> _Data to use_
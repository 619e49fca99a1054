//! Raw price history as returned by the market-data providers.

use crate::models::indicators::Candle;
use chrono::{DateTime, Utc};
use serde::{Deserialize, Serialize};

#[derive(Debug, Clone, Copy, PartialEq, Serialize, Deserialize)]
pub struct PricePoint {
    pub timestamp: DateTime<Utc>,
    pub price: f64,
}

impl PricePoint {
    pub fn new(timestamp: DateTime<Utc>, price: f64) -> Self {
        Self { timestamp, price }
    }
}

/// Price points ordered by timestamp, oldest first, one point per timestamp.
#[derive(Debug, Clone, Default, Serialize, Deserialize)]
pub struct PriceSeries {
    points: Vec<PricePoint>,
}

impl PriceSeries {
    /// Build a series from points in any order. When two points share a
    /// timestamp the one appearing later in the input wins.
    pub fn new(mut points: Vec<PricePoint>) -> Self {
        points.sort_by_key(|p| p.timestamp);
        points.dedup_by(|later, kept| {
            if later.timestamp == kept.timestamp {
                *kept = *later;
                true
            } else {
                false
            }
        });
        Self { points }
    }

    pub fn points(&self) -> &[PricePoint] {
        &self.points
    }

    pub fn len(&self) -> usize {
        self.points.len()
    }

    pub fn is_empty(&self) -> bool {
        self.points.is_empty()
    }

    pub fn last(&self) -> Option<&PricePoint> {
        self.points.last()
    }

    pub fn closes(&self) -> Vec<f64> {
        self.points.iter().map(|p| p.price).collect()
    }

    /// The source only carries a single price per point, so open, high, low
    /// and close all equal that price and volume is zero.
    pub fn to_candles(&self) -> Vec<Candle> {
        self.points.iter().map(Candle::from_price_point).collect()
    }
}
//! Test doubles for pipeline and scheduler tests

#![allow(dead_code)]

use async_trait::async_trait;
use btcsignal::db::{MemorySignalStore, SignalStore};
use btcsignal::jobs::context::JobContext;
use btcsignal::metrics::Metrics;
use btcsignal::models::price::{PricePoint, PriceSeries};
use btcsignal::services::market_data::MarketDataProvider;
use btcsignal::services::notifications::Notifier;
use btcsignal::BotError;
use chrono::{Duration, TimeZone, Utc};
use std::sync::{Arc, Mutex};

/// Market data served from memory.
pub struct StaticMarketData {
    pub history: Option<PriceSeries>,
    pub spot_price: Option<f64>,
    pub usd_rate: Option<f64>,
}

impl StaticMarketData {
    pub fn new(prices: &[f64]) -> Self {
        Self {
            history: Some(hourly_series(prices)),
            spot_price: prices.last().copied(),
            usd_rate: Some(900.0),
        }
    }

    pub fn failing() -> Self {
        Self {
            history: None,
            spot_price: None,
            usd_rate: None,
        }
    }
}

#[async_trait]
impl MarketDataProvider for StaticMarketData {
    async fn get_history(&self, _days: u32) -> Result<PriceSeries, BotError> {
        self.history
            .clone()
            .ok_or_else(|| BotError::data_unavailable("coingecko", "connection refused"))
    }

    async fn get_spot_price(&self) -> Result<f64, BotError> {
        self.spot_price
            .ok_or_else(|| BotError::data_unavailable("buda", "connection refused"))
    }

    async fn get_reference_rate(&self) -> Result<f64, BotError> {
        self.usd_rate
            .ok_or_else(|| BotError::data_unavailable("exchangerate", "connection refused"))
    }
}

/// Records every message it is asked to send; optionally fails each attempt.
pub struct RecordingNotifier {
    channel: &'static str,
    fail: bool,
    pub sent: Mutex<Vec<(String, String)>>,
}

impl RecordingNotifier {
    pub fn new(channel: &'static str) -> Arc<Self> {
        Arc::new(Self {
            channel,
            fail: false,
            sent: Mutex::new(Vec::new()),
        })
    }

    pub fn failing(channel: &'static str) -> Arc<Self> {
        Arc::new(Self {
            channel,
            fail: true,
            sent: Mutex::new(Vec::new()),
        })
    }

    pub fn attempts(&self) -> usize {
        self.sent.lock().unwrap().len()
    }
}

#[async_trait]
impl Notifier for RecordingNotifier {
    fn channel(&self) -> &'static str {
        self.channel
    }

    async fn send(&self, subject: &str, body: &str) -> Result<(), BotError> {
        self.sent
            .lock()
            .unwrap()
            .push((subject.to_string(), body.to_string()));
        if self.fail {
            Err(BotError::delivery(self.channel, "smtp connection reset"))
        } else {
            Ok(())
        }
    }
}

pub fn hourly_series(prices: &[f64]) -> PriceSeries {
    let start = Utc.with_ymd_and_hms(2024, 1, 1, 0, 0, 0).unwrap();
    PriceSeries::new(
        prices
            .iter()
            .enumerate()
            .map(|(i, &p)| PricePoint::new(start + Duration::hours(i as i64), p))
            .collect(),
    )
}

/// Choppy BTC/CLP-like prices, long enough for every indicator.
pub fn market_prices(count: usize) -> Vec<f64> {
    (0..count)
        .map(|i| {
            45_000_000.0 + (i % 7) as f64 * 150_000.0 - (i % 3) as f64 * 200_000.0
                + i as f64 * 10_000.0
        })
        .collect()
}

pub struct Harness {
    pub ctx: JobContext,
    pub store: Arc<MemorySignalStore>,
    pub email: Arc<RecordingNotifier>,
    pub whatsapp: Arc<RecordingNotifier>,
    pub metrics: Arc<Metrics>,
}

impl Harness {
    pub fn new(provider: StaticMarketData, email: Arc<RecordingNotifier>) -> Self {
        Self::with_store(provider, email, MemorySignalStore::new())
    }

    pub fn with_store(
        provider: StaticMarketData,
        email: Arc<RecordingNotifier>,
        store: MemorySignalStore,
    ) -> Self {
        let store = Arc::new(store);
        let whatsapp = RecordingNotifier::new("whatsapp");
        let metrics = Arc::new(Metrics::new().expect("metrics initialization"));
        let notifiers: Vec<Arc<dyn Notifier>> = vec![email.clone(), whatsapp.clone()];
        let store_handle: Arc<dyn SignalStore> = store.clone();

        let ctx = JobContext::new(Arc::new(provider), store_handle, notifiers)
            .with_metrics(metrics.clone())
            .with_currency("clp");

        Self {
            ctx,
            store,
            email,
            whatsapp,
            metrics,
        }
    }
}
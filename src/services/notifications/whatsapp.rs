//! WhatsApp channel through the Twilio Messages API.

use crate::config::WhatsAppConfig;
use crate::error::BotError;
use crate::services::http;
use crate::services::notifications::Notifier;
use async_trait::async_trait;
use reqwest::Client;
use serde::Deserialize;
use tracing::info;

const CHANNEL: &str = "whatsapp";

#[derive(Debug, Deserialize)]
struct MessageResponse {
    sid: Option<String>,
    status: Option<String>,
}

pub struct WhatsAppNotifier {
    client: Client,
    base_url: String,
    account_sid: String,
    auth_token: String,
    from: String,
    to: String,
}

impl WhatsAppNotifier {
    pub fn new(config: &WhatsAppConfig) -> Self {
        Self::with_client(config, http::default_client())
    }

    pub fn with_client(config: &WhatsAppConfig, client: Client) -> Self {
        Self {
            client,
            base_url: config.base_url.trim_end_matches('/').to_string(),
            account_sid: config.account_sid.clone(),
            auth_token: config.auth_token.clone(),
            from: config.from.clone(),
            to: config.to.clone(),
        }
    }

    fn messages_url(&self) -> String {
        format!(
            "{}/2010-04-01/Accounts/{}/Messages.json",
            self.base_url, self.account_sid
        )
    }
}

#[async_trait]
impl Notifier for WhatsAppNotifier {
    fn channel(&self) -> &'static str {
        CHANNEL
    }

    /// The subject is not part of a chat message; only the body is sent.
    async fn send(&self, _subject: &str, body: &str) -> Result<(), BotError> {
        let resp = self
            .client
            .post(self.messages_url())
            .basic_auth(&self.account_sid, Some(&self.auth_token))
            .form(&[
                ("From", self.from.as_str()),
                ("To", self.to.as_str()),
                ("Body", body),
            ])
            .send()
            .await
            .map_err(|e| BotError::delivery(CHANNEL, format!("request failed: {}", e)))?;

        let status = resp.status();
        if !status.is_success() {
            let text = resp.text().await.unwrap_or_default();
            return Err(BotError::delivery(
                CHANNEL,
                format!("Twilio API error {}: {}", status, text),
            ));
        }

        let message: MessageResponse = resp
            .json()
            .await
            .map_err(|e| BotError::delivery(CHANNEL, format!("malformed Twilio response: {}", e)))?;
        info!(
            sid = message.sid.as_deref().unwrap_or("unknown"),
            status = message.status.as_deref().unwrap_or("unknown"),
            "WhatsApp message queued"
        );
        Ok(())
    }
}
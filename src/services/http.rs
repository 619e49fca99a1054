//! Shared GET-with-retry helper for the market-data clients.

use crate::error::BotError;
use backon::{ExponentialBuilder, Retryable};
use reqwest::Client;
use serde::de::DeserializeOwned;
use std::time::Duration;
use tracing::{debug, warn};

const USER_AGENT: &str = concat!("btcsignal/", env!("CARGO_PKG_VERSION"));

pub fn default_client() -> Client {
    Client::builder()
        .user_agent(USER_AGENT)
        .timeout(Duration::from_secs(30))
        .build()
        .unwrap_or_else(|_| Client::new())
}

/// GET `url` and decode the JSON body, retrying transport errors, non-2xx
/// statuses and undecodable bodies up to `retries` extra times.
pub async fn get_json<T: DeserializeOwned>(
    client: &Client,
    provider: &'static str,
    url: &str,
    query: &[(&str, String)],
    retries: usize,
) -> Result<T, BotError> {
    let attempt = move || async move {
        debug!(provider = provider, url = url, "GET {}", url);
        let resp = client
            .get(url)
            .query(query)
            .send()
            .await
            .map_err(|e| BotError::data_unavailable(provider, format!("request failed: {}", e)))?;

        let status = resp.status();
        if !status.is_success() {
            let body = resp.text().await.unwrap_or_default();
            return Err(BotError::data_unavailable(
                provider,
                format!("HTTP {}: {}", status, body),
            ));
        }

        resp.json::<T>()
            .await
            .map_err(|e| BotError::data_unavailable(provider, format!("malformed response: {}", e)))
    };

    attempt
        .retry(
            ExponentialBuilder::default()
                .with_min_delay(Duration::from_millis(250))
                .with_max_times(retries),
        )
        .notify(|e: &BotError, after: Duration| {
            warn!(provider = provider, error = %e, "request failed, retrying in {:?}", after);
        })
        .await
}
//! Volatility indicators: Bollinger Bands

pub mod bollinger;

pub use bollinger::*;
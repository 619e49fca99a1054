//! Environment-driven configuration.
//!
//! Every knob is read once at startup. Values that fail to parse fall back to
//! their defaults; notification channels with missing credentials are left
//! unconfigured rather than failing the process.

use crate::error::BotError;
use std::env;
use url::Url;

pub const DEFAULT_PORT: u16 = 8080;
pub const DEFAULT_INTERVAL_SECONDS: u64 = 3600;
pub const DEFAULT_LOOKBACK_DAYS: u32 = 30;
pub const DEFAULT_STATE_PATH: &str = "last_signal.txt";

pub const COINGECKO_BASE_URL: &str = "https://api.coingecko.com";
pub const BUDA_BASE_URL: &str = "https://www.buda.com";
pub const EXCHANGE_RATE_BASE_URL: &str = "https://api.exchangerate.host";
pub const TWILIO_BASE_URL: &str = "https://api.twilio.com";

/// WhatsApp sandbox sender used for every outgoing message.
pub const WHATSAPP_FROM: &str = "whatsapp:+14155238886";
pub const WHATSAPP_TO: &str = "whatsapp:+56974964168";

/// Get the current deployment environment (`production`, `sandbox`, ...).
pub fn get_environment() -> String {
    env::var("ENVIRONMENT").unwrap_or_else(|_| "sandbox".to_string())
}

fn var(key: &str) -> Option<String> {
    env::var(key).ok().map(|v| v.trim().to_string()).filter(|v| !v.is_empty())
}

fn parsed<T: std::str::FromStr>(key: &str, default: T) -> T {
    var(key).and_then(|v| v.parse().ok()).unwrap_or(default)
}

#[derive(Debug, Clone)]
pub struct MarketConfig {
    pub coingecko_base_url: String,
    pub buda_base_url: String,
    pub exchange_rate_base_url: String,
    /// Quote currency of the history series, lowercase (`clp`).
    pub vs_currency: String,
    /// Spot ticker market on the exchange (`btc-clp`).
    pub spot_market: String,
    pub lookback_days: u32,
    pub http_retries: usize,
}

impl Default for MarketConfig {
    fn default() -> Self {
        Self {
            coingecko_base_url: COINGECKO_BASE_URL.to_string(),
            buda_base_url: BUDA_BASE_URL.to_string(),
            exchange_rate_base_url: EXCHANGE_RATE_BASE_URL.to_string(),
            vs_currency: "clp".to_string(),
            spot_market: "btc-clp".to_string(),
            lookback_days: DEFAULT_LOOKBACK_DAYS,
            http_retries: 2,
        }
    }
}

impl MarketConfig {
    /// Currency code as shown to humans (`CLP`).
    pub fn currency_code(&self) -> String {
        self.vs_currency.to_uppercase()
    }
}

#[derive(Debug, Clone)]
pub struct EmailConfig {
    pub smtp_host: String,
    pub smtp_port: u16,
    pub sender: String,
    pub app_password: String,
    pub recipient: String,
}

#[derive(Debug, Clone)]
pub struct WhatsAppConfig {
    pub base_url: String,
    pub account_sid: String,
    pub auth_token: String,
    pub from: String,
    pub to: String,
}

#[derive(Debug, Clone)]
pub struct Config {
    pub port: u16,
    pub interval_seconds: u64,
    pub state_path: String,
    pub market: MarketConfig,
    pub email: Option<EmailConfig>,
    pub whatsapp: Option<WhatsAppConfig>,
}

impl Default for Config {
    fn default() -> Self {
        Self {
            port: DEFAULT_PORT,
            interval_seconds: DEFAULT_INTERVAL_SECONDS,
            state_path: DEFAULT_STATE_PATH.to_string(),
            market: MarketConfig::default(),
            email: None,
            whatsapp: None,
        }
    }
}

impl Config {
    /// Reads the process environment. Callers load `.env` first.
    pub fn from_env() -> Result<Self, BotError> {
        let market = MarketConfig {
            coingecko_base_url: var("COINGECKO_BASE_URL")
                .unwrap_or_else(|| COINGECKO_BASE_URL.to_string()),
            buda_base_url: var("BUDA_BASE_URL").unwrap_or_else(|| BUDA_BASE_URL.to_string()),
            exchange_rate_base_url: var("EXCHANGE_RATE_BASE_URL")
                .unwrap_or_else(|| EXCHANGE_RATE_BASE_URL.to_string()),
            vs_currency: var("VS_CURRENCY")
                .map(|c| c.to_lowercase())
                .unwrap_or_else(|| "clp".to_string()),
            spot_market: var("SPOT_MARKET")
                .map(|m| m.to_lowercase())
                .unwrap_or_else(|| "btc-clp".to_string()),
            lookback_days: parsed("LOOKBACK_DAYS", DEFAULT_LOOKBACK_DAYS),
            http_retries: parsed("HTTP_RETRIES", 2),
        };

        let email = match (
            var("EMAIL_SENDER"),
            var("EMAIL_APP_PASSWORD"),
            var("EMAIL_RECIPIENT"),
        ) {
            (Some(sender), Some(app_password), Some(recipient)) => Some(EmailConfig {
                smtp_host: var("SMTP_HOST").unwrap_or_else(|| "smtp.gmail.com".to_string()),
                smtp_port: parsed("SMTP_PORT", 587),
                sender,
                app_password,
                recipient,
            }),
            _ => None,
        };

        let whatsapp = match (var("TWILIO_SID"), var("TWILIO_TOKEN")) {
            (Some(account_sid), Some(auth_token)) => Some(WhatsAppConfig {
                base_url: var("TWILIO_BASE_URL").unwrap_or_else(|| TWILIO_BASE_URL.to_string()),
                account_sid,
                auth_token,
                from: WHATSAPP_FROM.to_string(),
                to: WHATSAPP_TO.to_string(),
            }),
            _ => None,
        };

        let config = Self {
            port: parsed("PORT", DEFAULT_PORT),
            interval_seconds: parsed("EVAL_INTERVAL_SECONDS", DEFAULT_INTERVAL_SECONDS),
            state_path: var("SIGNAL_STATE_PATH").unwrap_or_else(|| DEFAULT_STATE_PATH.to_string()),
            market,
            email,
            whatsapp,
        };
        config.validate()?;
        Ok(config)
    }

    pub fn validate(&self) -> Result<(), BotError> {
        if self.interval_seconds == 0 {
            return Err(BotError::Config(
                "EVAL_INTERVAL_SECONDS must be > 0".to_string(),
            ));
        }
        if self.market.lookback_days == 0 {
            return Err(BotError::Config("LOOKBACK_DAYS must be > 0".to_string()));
        }

        let mut urls = vec![
            ("COINGECKO_BASE_URL", &self.market.coingecko_base_url),
            ("BUDA_BASE_URL", &self.market.buda_base_url),
            ("EXCHANGE_RATE_BASE_URL", &self.market.exchange_rate_base_url),
        ];
        if let Some(whatsapp) = &self.whatsapp {
            urls.push(("TWILIO_BASE_URL", &whatsapp.base_url));
        }
        for (key, value) in urls {
            Url::parse(value)
                .map_err(|e| BotError::Config(format!("{} is not a valid URL ({}): {}", key, value, e)))?;
        }

        Ok(())
    }
}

> _Problem_
All lines containing "malformed" in the material above should appear in your reply, copied exactly.

> _Your response_
            .map_err(|e| BotError::delivery(CHANNEL, format!("malformed Twilio response: {}", e)))?;
            .map_err(|e| BotError::data_unavailable(provider, format!("malformed response: {}", e)))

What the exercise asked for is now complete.